Methylated cytosines (C) outside CpG islands control gene expression
https://www.sciencedaily.com/releases/2021/04/210416131923.htmExcerpt: "Based on previous work by a group in Italy, the researchers were confident that CRISPRoff would be able to silence specific genes, but they suspected that some 30 percent of human genes would be unresponsive to the new tool.
DNA consists of four genetic letters -- A, C, G, T -- but, in general, only Cs next to Gs can be methylated. To complicate matters, scientists have long believed that methylation could only silence genes at sites in the genome where CG sequences are highly concentrated, regions known as "CpG islands."
Since nearly a third of human genes lack CpG islands, the researchers assumed methylation wouldn't switch these genes off. But their CRISPRoff experiments upended this epigenetic dogma.
"What was thought before this work was that the 30 percent of genes that do not have CpG islands were not controlled by DNA methylation," said Gilbert. "But our work clearly shows that you don't require a CpG island to turn genes off by methylation.
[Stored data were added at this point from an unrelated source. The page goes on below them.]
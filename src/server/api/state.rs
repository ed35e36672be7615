//! Centralized state shared by the CLI and the Actix web server
use std::sync::Arc;

use crate::config::Config;
use crate::error::Result;
use crate::submissions::{
    grading::GradeEngine, store::JsonStore, store::SubmissionStore, sync::SyncEngine,
};
use crate::utils::{
    git::{GitClient, VersionControl},
    issues::{GithubIssues, IssueTracker},
};

/// Both engines of one organization, sharing a submission store.
#[derive(Debug)]
pub struct App<V, T, S> {
    /// Repository sync.
    pub sync: SyncEngine<V, S>,
    /// Grading correlation.
    pub grading: GradeEngine<T, S>,
    /// Default concurrency limit for batch requests.
    pub jobs: usize,
}

/// Application state wired to git, the hosting service's API and the JSON store.
pub type Production = App<GitClient, GithubIssues, JsonStore>;

impl<V: VersionControl, T: IssueTracker, S: SubmissionStore> App<V, T, S> {
    /// Assemble the engines from their collaborators.
    pub fn new(vcs: V, tracker: T, store: Arc<S>, config: &Config) -> Self {
        let grader = config.grader_handle.clone().unwrap_or_default();
        Self {
            sync: SyncEngine::new(vcs, Arc::clone(&store), config),
            grading: GradeEngine::new(tracker, store, &grader),
            jobs: config.jobs.max(1),
        }
    }

    /// The shared store.
    pub fn store(&self) -> &S {
        self.sync.store()
    }
}

impl Production {
    /// Validate `config` and open everything it points at.
    ///
    /// # Errors
    /// Errors if the configuration is invalid, the store cannot be loaded, or
    /// the git or HTTP client cannot be set up.
    pub fn from_config(config: &Config) -> Result<Self> {
        config.validate()?;
        let store = Arc::new(JsonStore::open(&config.store_path())?);
        let vcs = GitClient::new(&config.email_domain, config.timeout(), config.ssh_key.clone())?;
        let tracker = GithubIssues::new(
            &config.api_base,
            &config.org,
            config.token.clone(),
            config.timeout(),
        )?;
        if config.token.is_none() {
            tracing::warn!("No API token configured, issue requests are unauthenticated");
        }
        tracing::debug!(
            org = %config.org,
            store = %config.store_path().display(),
            "Initialized engines"
        );
        Ok(Self::new(vcs, tracker, store, config))
    }
}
That, to me, was a major surprise."
Epigenetic Inheritance Enhances CRISPRoff's Therapeutic Potential
Easy-to-use epigenetic editors like CRISPRoff have tremendous therapeutic potential, in large part because, like the genome, the epigenome can be inherited.
When CRISPRoff silences a gene, not only does the gene remain off in the treated cell, it also stays off in the descendants of the cell as it divides, for as many as 450 generations.
To the researchers' surprise, this held true even in maturing stem cells. Though the transition from stem cell to differentiated adult cell involves a significant rewiring of the epigenome, the methylation marks deposited by CRISPRoff were faithfully inherited in a significant fraction of cells that made this transition.
These findings suggest that CRISPRoff would only need to be administered once to have lasting therapeutic effects, making it a promising approach for treating rare genetic disorders -- including Marfan syndrome, which affects connective tissue, Job's syndrome, an immune system disorder, and certain forms of cancer -- that are caused by the activity of a single damaged copy of a gene."
My comment: Old dogmas are upended again. This discovery emphasizes the role of epigenetic mechanisms and factors in DNA transcription and minimizes the role of the DNA in these cellular processes. This research also confirms that epigenetic changes might be very robust and long standing, even over 450 generations. DNA methylation patterns affect both transcription and alternative splicing procedures so it's one of the most significant factors influencing organismal adaptation and even speciation. However, changes in methylation patterns never result in any kind of evolution. Don't get lost, my friends.